[Task objective]: Work through the listing below and state how many of its lines hold the word "instrument". Give no other output.

[Record excerpts]:
mod cli;
mod commands;
mod config;
mod error;
mod logging;
mod utils;

use crate::cli::{Cli, Commands};
use crate::error::{CliError, Result};
use clap::Parser;
use tracing::{debug, error, info};

fn main() {
    if let Err(e) = run_app() {
        eprintln!("\n❌ Error: {}", e);
        std::process::exit(1);
    }
}

fn run_app() -> Result<()> {
    let cli = Cli::parse();
    logging::setup_logging(cli.verbose, cli.quiet, cli.log_file.clone())?;

    info!(
        "🚀 SurfAlign CLI v{} starting up.",
        env!("CARGO_PKG_VERSION")
    );
    debug!("Full CLI arguments parsed: {:?}", &cli);

    if let Some(num_threads) = cli.threads {
        info!(
            "Setting Rayon global thread pool to {} threads.",
            num_threads
        );
        rayon::ThreadPoolBuilder::new()
            .num_threads(num_threads)
            .build_global()
            .map_err(|e| {
                CliError::Other(anyhow::anyhow!("Failed to build global thread pool: {}", e))
            })?;
    }

    let command_result = match cli.command {
        Commands::Align(args) => {
            info!("Dispatching to 'align' command.");
            commands::align::run(args)
        }
        Commands::Info(args) => {
            info!("Dispatching to 'info' command.");
            commands::info::run(args)
        }
    };

    match &command_result {
        Ok(_) => info!("✅ Command completed successfully."),
        Err(e) => error!("❌ Command failed: {}", e),
    }

    command_result
}
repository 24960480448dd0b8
use crate::core::io::report::{MatchRecord, write_matching_report};
use crate::core::models::molecule::Molecule;
use crate::core::models::template::MoleculeTemplate;
use crate::engine::cache::MoleculeCache;
use crate::engine::config::AlignmentConfig;
use crate::engine::error::EngineError;
use crate::engine::progress::{Progress, ProgressReporter};
use crate::engine::state::AlignmentOutcome;
use crate::engine::tasks::icp::ChemicalIcp;
use nalgebra::Point3;
use std::io::Write;
use std::path::PathBuf;
use tracing::{info, instrument};

/// A geometry file and its row-aligned feature table.
#[derive(Debug, Clone, PartialEq, Eq)]
pub struct SourcePaths {
    pub geometry: PathBuf,
    pub features: PathBuf,
}

impl SourcePaths {
    pub fn new(geometry: impl Into<PathBuf>, features: impl Into<PathBuf>) -> Self {
        Self {
            geometry: geometry.into(),
            features: features.into(),
        }
    }
}

#[derive(Debug, Clone)]
pub struct AlignmentReport {
    pub template_name: String,
    pub molecule_name: String,
    pub outcome: AlignmentOutcome,
    /// Template coordinates under the best transform.
    pub aligned_points: Vec<Point3<f64>>,
    /// RMSD over matched pairs of the best candidate.
    pub rmsd: Option<f64>,
}

impl AlignmentReport {
    pub fn match_records(&self) -> Vec<MatchRecord> {
        self.outcome.best.match_records()
    }

    /// Writes the best candidate's per-point matches as CSV.
    pub fn write_matching_report(&self, writer: impl Write) -> Result<(), EngineError> {
        write_matching_report(writer, &self.match_records())?;
        Ok(())
    }
}

#[instrument(
    skip_all,
    name = "alignment_workflow",
    fields(template = %template.name, molecule = %molecule.name)
)]
pub fn run(
    template: &MoleculeTemplate,
    molecule: &Molecule,
    config: &AlignmentConfig,
    reporter: &ProgressReporter,
) -> Result<AlignmentReport, EngineError> {
    let icp = reporter.phase("Preparation", || ChemicalIcp::new(template, molecule, config))?;
    let outcome = reporter.phase("Alignment", || icp.run(reporter))?;

    let aligned_points = outcome.best.aligned_points(template);
    let rmsd = outcome.best.rmsd(template, molecule);
    info!(
        error = outcome.best.error,
        rmsd = rmsd.unwrap_or(f64::NAN),
        "Alignment finished."
    );

    Ok(AlignmentReport {
        template_name: template.name.clone(),
        molecule_name: molecule.name.clone(),
        outcome,
        aligned_points,
        rmsd,
    })
}

/// Aligns one template onto several molecules in order, loading every input
/// through `cache`.
#[instrument(skip_all, name = "batch_alignment_workflow", fields(molecules = molecules.len()))]
pub fn run_batch(
    cache: &mut MoleculeCache,
    template: &SourcePaths,
    molecules: &[SourcePaths],
    config: &AlignmentConfig,
    reporter: &ProgressReporter,
) -> Result<Vec<AlignmentReport>, EngineError> {
    let template = reporter.phase("Loading template", || {
        cache.template(&template.geometry, &template.features)
    })?;

    let mut reports = Vec::with_capacity(molecules.len());
    for source in molecules {
        let molecule = cache.molecule(&source.geometry, &source.features)?;
        reporter.report(Progress::Message(format!(
            "Aligning '{}' onto '{}'",
            template.name, molecule.name
        )));
        reports.push(run(&template, &molecule, config, reporter)?);
    }
    Ok(reports)
}
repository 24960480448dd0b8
pub mod grid;
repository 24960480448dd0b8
use super::amat::{AmatError, AmatFile, AmatTable};
use super::traits::PointCloudFile;
use super::vrml::{VrmlError, VrmlFile};
use crate::core::models::molecule::Molecule;
use crate::core::models::point_cloud::{ModelError, PointCloud};
use crate::core::models::template::MoleculeTemplate;
use nalgebra::DMatrix;
use std::path::{Path, PathBuf};
use thiserror::Error;
use tracing::debug;

/// Column holding the per-point geometric deviation in a template table.
pub const GEOM_DEV_COLUMN: &str = "geom_dev";
/// Suffix marking a per-feature deviation column (`<feature>_dev`).
pub const FEATURE_DEV_SUFFIX: &str = "_dev";

#[derive(Debug, Error)]
pub enum LoadError {
    #[error("Failed to read geometry file '{path}': {source}", path = path.display())]
    Geometry {
        path: PathBuf,
        #[source]
        source: VrmlError,
    },
    #[error("Failed to read feature file '{path}': {source}", path = path.display())]
    Features {
        path: PathBuf,
        #[source]
        source: AmatError,
    },
    #[error("Geometry has {points} points but the feature table has {rows} rows")]
    RowCountMismatch { points: usize, rows: usize },
    #[error("Deviation column '{0}' does not refer to a feature column")]
    OrphanDeviationColumn(String),
    #[error("Invalid model data: {0}")]
    Model(#[from] ModelError),
}

fn read_pair(
    geometry: &Path,
    features: &Path,
) -> Result<(Vec<nalgebra::Point3<f64>>, AmatTable), LoadError> {
    let points = VrmlFile::read_from_path(geometry).map_err(|e| LoadError::Geometry {
        path: geometry.to_path_buf(),
        source: e,
    })?;
    let table = AmatFile::read_from_path(features).map_err(|e| LoadError::Features {
        path: features.to_path_buf(),
        source: e,
    })?;
    if table.nrows() != points.len() {
        return Err(LoadError::RowCountMismatch {
            points: points.len(),
            rows: table.nrows(),
        });
    }
    debug!(
        "Read {} points and {} feature columns from {:?} / {:?}",
        points.len(),
        table.ncols(),
        geometry,
        features
    );
    Ok((points, table))
}

fn name_from_path(path: &Path) -> String {
    path.file_stem()
        .map(|s| s.to_string_lossy().into_owned())
        .unwrap_or_default()
}

pub fn load_molecule(geometry: &Path, features: &Path) -> Result<Molecule, LoadError> {
    let (points, table) = read_pair(geometry, features)?;
    let cloud = PointCloud::new(points, table.data, table.names)?;
    Ok(Molecule::new(name_from_path(geometry), cloud))
}

pub fn load_template(geometry: &Path, features: &Path) -> Result<MoleculeTemplate, LoadError> {
    let (points, table) = read_pair(geometry, features)?;
    let parts = split_template_table(&table)?;
    let cloud = PointCloud::new(points, parts.features, parts.feature_names)?;
    let template = MoleculeTemplate::new(
        name_from_path(geometry),
        cloud,
        parts.geom_dev,
        parts.feature_dev,
    )?;
    Ok(template)
}

/// A template feature table split into features and deviations.
#[derive(Debug, Clone, PartialEq)]
pub struct TemplateColumns {
    pub feature_names: Vec<String>,
    pub features: DMatrix<f64>,
    pub geom_dev: Vec<f64>,
    pub feature_dev: DMatrix<f64>,
}

/// Splits a template table into feature columns and their deviations.
///
/// `geom_dev` and `<feature>_dev` columns are optional and default to `1.0`.
pub fn split_template_table(table: &AmatTable) -> Result<TemplateColumns, LoadError> {
    let rows = table.nrows();
    let mut feature_cols = Vec::new();
    let mut geom_col = None;
    let mut dev_cols: Vec<(usize, &str)> = Vec::new();

    for (idx, name) in table.names.iter().enumerate() {
        if name == GEOM_DEV_COLUMN {
            geom_col = Some(idx);
        } else if let Some(base) = name.strip_suffix(FEATURE_DEV_SUFFIX) {
            dev_cols.push((idx, base));
        } else {
            feature_cols.push(idx);
        }
    }

    let feature_names: Vec<String> = feature_cols
        .iter()
        .map(|&idx| table.names[idx].clone())
        .collect();

    let mut feature_dev = DMatrix::from_element(rows, feature_cols.len(), 1.0);
    for (dev_idx, base) in dev_cols {
        let feature_pos = feature_names
            .iter()
            .position(|n| n == base)
            .ok_or_else(|| LoadError::OrphanDeviationColumn(table.names[dev_idx].clone()))?;
        feature_dev.set_column(feature_pos, &table.data.column(dev_idx));
    }

    let geom_dev = match geom_col {
        Some(idx) => table.data.column(idx).iter().copied().collect(),
        None => vec![1.0; rows],
    };

    Ok(TemplateColumns {
        feature_names,
        features: table.select_columns(&feature_cols),
        geom_dev,
        feature_dev,
    })
}

#[cfg(test)]
mod tests {
    use super::*;
    use std::fs;
    use tempfile::TempDir;

    const GEOMETRY: &str = "#VRML V2.0 utf8\nShape { geometry PointSet { coord Coordinate { point [ 0 0 0, 1 0 0, 0 1 0 ] } } }\n";

    fn write(dir: &TempDir, name: &str, content: &str) -> PathBuf {
        let path = dir.path().join(name);
        fs::write(&path, content).expect("Failed to write temporary file for test");
        path
    }

    #[test]
    fn loads_molecule_with_name_from_geometry_file() {
        let dir = tempfile::tempdir().unwrap();
        let geometry = write(&dir, "ligand.wrl", GEOMETRY);
        let features = write(&dir, "ligand.amat", "#: charge\n0.1\n0.2\n0.3\n");

        let molecule = load_molecule(&geometry, &features).unwrap();
        assert_eq!(molecule.name, "ligand");
        assert_eq!(molecule.len(), 3);
        assert_eq!(molecule.cloud().feature_names(), &["charge".to_string()]);
    }

    #[test]
    fn loads_template_with_deviation_columns() {
        let dir = tempfile::tempdir().unwrap();
        let geometry = write(&dir, "site.wrl", GEOMETRY);
        let features = write(
            &dir,
            "site.amat",
            "#: charge geom_dev charge_dev donor\n0.1 0.5 2 1\n0.2 0.5 2 0\n0.3 1.5 4 1\n",
        );

        let template = load_template(&geometry, &features).unwrap();
        assert_eq!(
            template.cloud().feature_names(),
            &["charge".to_string(), "donor".to_string()]
        );
        assert_eq!(template.geom_dev(), &[0.5, 0.5, 1.5]);
        assert_eq!(template.feature_dev()[(2, 0)], 4.0);
        assert_eq!(template.feature_dev()[(2, 1)], 1.0);
        assert_eq!(template.cloud().features()[(1, 1)], 0.0);
    }

    #[test]
    fn row_count_mismatch_is_rejected() {
        let dir = tempfile::tempdir().unwrap();
        let geometry = write(&dir, "m.wrl", GEOMETRY);
        let features = write(&dir, "m.amat", "#: charge\n0.1\n0.2\n");

        let result = load_molecule(&geometry, &features);
        assert!(matches!(
            result,
            Err(LoadError::RowCountMismatch { points: 3, rows: 2 })
        ));
    }

    #[test]
    fn orphan_deviation_column_is_rejected() {
        let table = AmatTable::new(
            vec!["charge".to_string(), "donor_dev".to_string()],
            DMatrix::from_element(1, 2, 1.0),
        )
        .unwrap();
        let result = split_template_table(&table);
        assert!(matches!(
            result,
            Err(LoadError::OrphanDeviationColumn(name)) if name == "donor_dev"
        ));
    }

    #[test]
    fn missing_files_report_their_path() {
        let dir = tempfile::tempdir().unwrap();
        let features = write(&dir, "m.amat", "#: charge\n0.1\n");
        let result = load_molecule(&dir.path().join("absent.wrl"), &features);
        assert!(matches!(result, Err(LoadError::Geometry { .. })));
    }
}
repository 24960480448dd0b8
use std::path::PathBuf;
use surfalign::core::io::loader::LoadError;
use surfalign::engine::error::EngineError;
use thiserror::Error;

pub type Result<T> = std::result::Result<T, CliError>;

#[derive(Debug, Error)]
pub enum CliError {
    #[error(transparent)]
    Engine(#[from] EngineError),

    #[error(transparent)]
    Load(#[from] LoadError),

    #[error("Configuration error: {0}")]
    Config(String),

    #[error("Failed to parse file '{path}': {source}", path = path.display())]
    FileParsing {
        path: PathBuf,
        #[source]
        source: anyhow::Error,
    },

    #[error("Failed to write '{path}': {source}", path = path.display())]
    Output {
        path: PathBuf,
        #[source]
        source: anyhow::Error,
    },

    #[error("I/O error: {0}")]
    Io(#[from] std::io::Error),

    #[error(transparent)]
    Other(#[from] anyhow::Error),
}
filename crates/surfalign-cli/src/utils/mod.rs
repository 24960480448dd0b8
pub mod parser;
pub mod progress;
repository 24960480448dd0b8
use surfalign::core::utils::geometry::EulerAngles;
use surfalign::workflows::align::SourcePaths;

/// Parses `GEOMETRY:FEATURES`. The last `:` separates the two paths.
pub fn parse_source_pair(s: &str) -> Result<SourcePaths, String> {
    match s.rsplit_once(':') {
        Some((geometry, features)) if !geometry.is_empty() && !features.is_empty() => {
            Ok(SourcePaths::new(geometry, features))
        }
        _ => Err(format!(
            "Invalid molecule source '{}'. Expected format: GEOMETRY:FEATURES",
            s
        )),
    }
}

/// Parses a comma-separated list of floats, e.g. `1.5,4`.
pub fn parse_float_list(s: &str) -> Result<Vec<f64>, String> {
    s.split(',')
        .map(str::trim)
        .filter(|part| !part.is_empty())
        .map(|part| {
            part.parse::<f64>()
                .map_err(|_| format!("Invalid number '{}' in list '{}'", part, s))
        })
        .collect()
}

/// Parses `rx,ry,rz;rx,ry,rz;...` into Euler angle triples (degrees).
pub fn parse_angle_list(s: &str) -> Result<Vec<EulerAngles>, String> {
    s.split(';')
        .map(str::trim)
        .filter(|part| !part.is_empty())
        .map(|triple| {
            let values = parse_float_list(triple)?;
            match values.as_slice() {
                [rx, ry, rz] => Ok(EulerAngles::new(*rx, *ry, *rz)),
                _ => Err(format!(
                    "Invalid rotation '{}'. Expected three angles: RX,RY,RZ",
                    triple
                )),
            }
        })
        .collect()
}
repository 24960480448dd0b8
//! # Workflows Module
//!
//! High-level entry points that tie the engine and the core layer together.
//!
//! - **Alignment Workflow** ([`align`]) - aligns a template onto one molecule, or onto
//!   a batch of molecules loaded through a shared cache, and packages the best
//!   transform, aligned coordinates, RMSD and per-point matches into a report.

pub mod align;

[Reply to the task]: 3